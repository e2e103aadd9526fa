use serde::{Deserialize, Serialize};

/// Identifier for one of the three fixed interval modes.
///
/// The set of modes is fixed; only their durations are configurable.
#[derive(Debug, Clone, Copy, PartialEq, Eq, Serialize, Deserialize)]
#[serde(rename_all = "snake_case")]
pub enum ModeId {
    Focus,
    ShortBreak,
    LongBreak,
}

impl ModeId {
    /// Parse a wire identifier as it appears in persisted data and UI
    /// callbacks. Unknown identifiers yield `None` so stale references
    /// stay harmless.
    pub fn parse(id: &str) -> Option<Self> {
        match id {
            "focus" => Some(ModeId::Focus),
            "short_break" => Some(ModeId::ShortBreak),
            "long_break" => Some(ModeId::LongBreak),
            _ => None,
        }
    }

    pub fn as_str(self) -> &'static str {
        match self {
            ModeId::Focus => "focus",
            ModeId::ShortBreak => "short_break",
            ModeId::LongBreak => "long_break",
        }
    }
}

#[derive(Debug, Clone, Serialize, Deserialize)]
pub struct Mode {
    pub id: ModeId,
    /// Configured duration in seconds.
    pub duration_secs: u64,
    pub label: String,
}

/// The three modes with their current durations.
#[derive(Debug, Clone, Serialize, Deserialize)]
pub struct ModeSet {
    focus: Mode,
    short_break: Mode,
    long_break: Mode,
}

impl ModeSet {
    pub fn get(&self, id: ModeId) -> &Mode {
        match id {
            ModeId::Focus => &self.focus,
            ModeId::ShortBreak => &self.short_break,
            ModeId::LongBreak => &self.long_break,
        }
    }

    pub fn duration_secs(&self, id: ModeId) -> u64 {
        self.get(id).duration_secs
    }

    /// Set a mode's duration in minutes. Returns whether the stored value
    /// actually changed.
    ///
    /// Uses saturating arithmetic to prevent overflow with large values.
    pub fn set_duration_min(&mut self, id: ModeId, minutes: u64) -> bool {
        let secs = minutes.saturating_mul(60);
        let mode = match id {
            ModeId::Focus => &mut self.focus,
            ModeId::ShortBreak => &mut self.short_break,
            ModeId::LongBreak => &mut self.long_break,
        };
        if mode.duration_secs == secs {
            return false;
        }
        mode.duration_secs = secs;
        true
    }
}

impl Default for ModeSet {
    fn default() -> Self {
        Self {
            focus: Mode {
                id: ModeId::Focus,
                duration_secs: 25 * 60,
                label: "Deep Work".into(),
            },
            short_break: Mode {
                id: ModeId::ShortBreak,
                duration_secs: 5 * 60,
                label: "Short Break".into(),
            },
            long_break: Mode {
                id: ModeId::LongBreak,
                duration_secs: 15 * 60,
                label: "Long Break".into(),
            },
        }
    }
}

/// Per-mode duration update in minutes. Absent modes are left untouched.
#[derive(Debug, Clone, Copy, Default, Serialize, Deserialize)]
pub struct DurationUpdate {
    pub focus: Option<u64>,
    pub short_break: Option<u64>,
    pub long_break: Option<u64>,
}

§ WHAT YOU NEED TO DO: Take from the material above the lines running from the one with "return false;" through the one with "duration_secs: 25 *", and repeat them exactly, with nothing else.

§ FINAL ANSWER:
            return false;
        }
        mode.duration_secs = secs;
        true
    }
}

impl Default for ModeSet {
    fn default() -> Self {
        Self {
            focus: Mode {
                id: ModeId::Focus,
                duration_secs: 25 * 60,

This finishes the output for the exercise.